Como o senhor vê o anúncio de Obama de que pedirá aprovação ao Congresso para um ataque militar?
Esta é uma autolimitação muito incomum e nova de alguém que é comandante em chefe das Forças Armadas. Nunca houve tal coisa antes, principalmente numa operação militar relativamente reduzida como a que se pretende.
Se o primeiro-ministro britânico, David Cameron, não tivesse perdido sua votação parlamentar a respeito do ataque à Síria, Obama também teria pedido a aprovação do Congresso dos EUA?
Provavelmente não. Os EUA são uma república presidencialista e não uma democracia parlamentarista. Lá, as coisas são tratadas de forma diferente. Obama é o comandante em chefe das Forças Armadas. E ele não pode prever o resultado da votação.
Os mísseis vão ter algum efeito sobre Assad? O senhor acha que os EUA vão conseguir destruir, desta forma, algumas armas químicas?
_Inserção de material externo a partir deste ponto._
use std::path::PathBuf;

use clap::{Args, Parser, Subcommand};

use crate::{
    engine::MissingSourcePolicy,
    writer::{DEFAULT_PLACEHOLDER_TAG, TypeRowPolicy},
};

#[derive(Debug, Parser)]
#[command(author, version, about = "Map client CSV exports onto the Parts template", long_about = None)]
pub struct Cli {
    #[command(subcommand)]
    pub command: Commands,
}

#[derive(Debug, Subcommand)]
pub enum Commands {
    /// Map a local CSV export onto a template file
    Map(MapArgs),
    /// Convert one uploaded object from a local bucket root
    Run(RunArgs),
    /// Handle an object-created event notification against a local bucket root
    Event(EventArgs),
    /// List mapping rules and check them against a template
    Mapping(MappingArgs),
}

#[derive(Debug, Args)]
pub struct MapArgs {
    /// Input CSV file to map ('-' for stdin)
    #[arg(short = 'i', long = "input")]
    pub input: PathBuf,
    /// Template CSV whose first two lines define the output header and type row
    #[arg(short = 't', long = "template")]
    pub template: PathBuf,
    /// Mapping YAML file (built-in Parts mapping if omitted)
    #[arg(short, long)]
    pub mapping: Option<PathBuf>,
    /// Output CSV file (stdout if omitted)
    #[arg(short = 'o', long = "output")]
    pub output: Option<PathBuf>,
    /// CSV delimiter character for reading input and template
    #[arg(long, value_parser = parse_delimiter)]
    pub delimiter: Option<u8>,
    /// Delimiter to use for output (defaults to input delimiter)
    #[arg(long = "output-delimiter", value_parser = parse_delimiter)]
    pub output_delimiter: Option<u8>,
    /// Character encoding of the input file (defaults to utf-8)
    #[arg(long = "input-encoding")]
    pub input_encoding: Option<String>,
    /// Character encoding for the output file/stdout (defaults to utf-8)
    #[arg(long = "output-encoding")]
    pub output_encoding: Option<String>,
    /// Where the second output line comes from
    #[arg(long = "type-row", value_enum, default_value = "template")]
    pub type_row: TypeRowPolicy,
    /// Tag written for every column when --type-row placeholder is used
    #[arg(long = "placeholder-tag", default_value = DEFAULT_PLACEHOLDER_TAG)]
    pub placeholder_tag: String,
    /// What to emit when a mapped source column is missing from the input
    #[arg(long = "missing-source", value_enum, default_value = "column-name")]
    pub missing_source: MissingSourcePolicy,
    /// Render the first N mapped rows as a table instead of writing CSV
    #[arg(long)]
    pub preview: Option<usize>,
}

#[derive(Debug, Args)]
pub struct RunArgs {
    /// Directory holding one sub-directory per bucket
    #[arg(long)]
    pub root: PathBuf,
    /// Bucket name
    #[arg(long)]
    pub bucket: String,
    /// Object key of the uploaded file, e.g. input/acme/export.csv
    #[arg(long)]
    pub key: String,
    /// Run configuration YAML
    #[arg(short, long)]
    pub config: Option<PathBuf>,
    /// Mapping YAML file (built-in Parts mapping if omitted)
    #[arg(short, long)]
    pub mapping: Option<PathBuf>,
}

#[derive(Debug, Args)]
pub struct EventArgs {
    /// Event notification JSON ('-' for stdin)
    #[arg(short, long)]
    pub event: PathBuf,
    /// Directory holding one sub-directory per bucket
    #[arg(long)]
    pub root: PathBuf,
    /// Run configuration YAML
    #[arg(short, long)]
    pub config: Option<PathBuf>,
    /// Mapping YAML file (built-in Parts mapping if omitted)
    #[arg(short, long)]
    pub mapping: Option<PathBuf>,
}

#[derive(Debug, Args)]
pub struct MappingArgs {
    /// Mapping YAML file (built-in Parts mapping if omitted)
    #[arg(short, long)]
    pub mapping: Option<PathBuf>,
    /// Template CSV to check the mapping against
    #[arg(short = 't', long = "template")]
    pub template: Option<PathBuf>,
    /// CSV delimiter character for reading the template
    #[arg(long, value_parser = parse_delimiter)]
    pub delimiter: Option<u8>,
}

pub fn parse_delimiter(value: &str) -> Result<u8, String> {
    match value {
        "tab" | "\t" => Ok(b'\t'),
        "comma" | "," => Ok(b','),
        "|" | "pipe" => Ok(b'|'),
        ";" | "semicolon" => Ok(b';'),
        other => {
            let mut chars = other.chars();
            let first = chars
                .next()
                .ok_or_else(|| "Delimiter cannot be empty".to_string())?;
            if chars.next().is_some() {
                return Err("Delimiter must be a single character".to_string());
            }
            if !first.is_ascii() {
                return Err("Delimiter must be ASCII".to_string());
            }
            Ok(first as u8)
        }
    }
}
Claro que não. Um míssil Tomahawk, com uma ogiva convencional, poderia até liberar o gás venenoso. Se acreditarmos que Assad usa gás venenoso, pois ele já não tem as coisas sob controle, então nós obviamente tentaríamos afetar seus centros de controle. Mas por mais incrível que possa parecer, Assad tem muitos admiradores em Washington, porque ele é um baluarte que impede que a Síria seja tomada pela Al Qaeda.
Há gente em Washington que é a favor de Assad?
Sim. Muitos que pensam ser melhor um vilão que conhecemos do que um que não conhecemos. Muitos consideram um risco enfraquecer a posição de Assad. Muitos temem que a Al Qaeda possa chegar ao poder. Acho que Obama está à procura de um meio-termo. Ele quer fazer apenas o suficiente para não parecer um tolo. Por outro lado, ele não quer fazer algo que realmente possa mudar a situação na Síria ou mesmo derrubar Assad.
Obama, então, não quer necessariamente derrubar Assad?
Pelo menos há muita gente em Washington que não quer isso. O problema na Síria é que a maioria dos rebeldes, a maioria dos combatentes do Exército Livre Sírio, defende apenas seu próprio distrito. E eles não os vão deixar para lutar em outro lugar devido ao receio, justificável, de que, então, os homens de Assad venham e massacrem suas mulheres e crianças. Portanto, não há uma estrutura de comando. Não há nem mesmo algo semelhante a um exército de oposição organizado. E caso Assad caia, há o temor de que a Síria se torne um grande caos.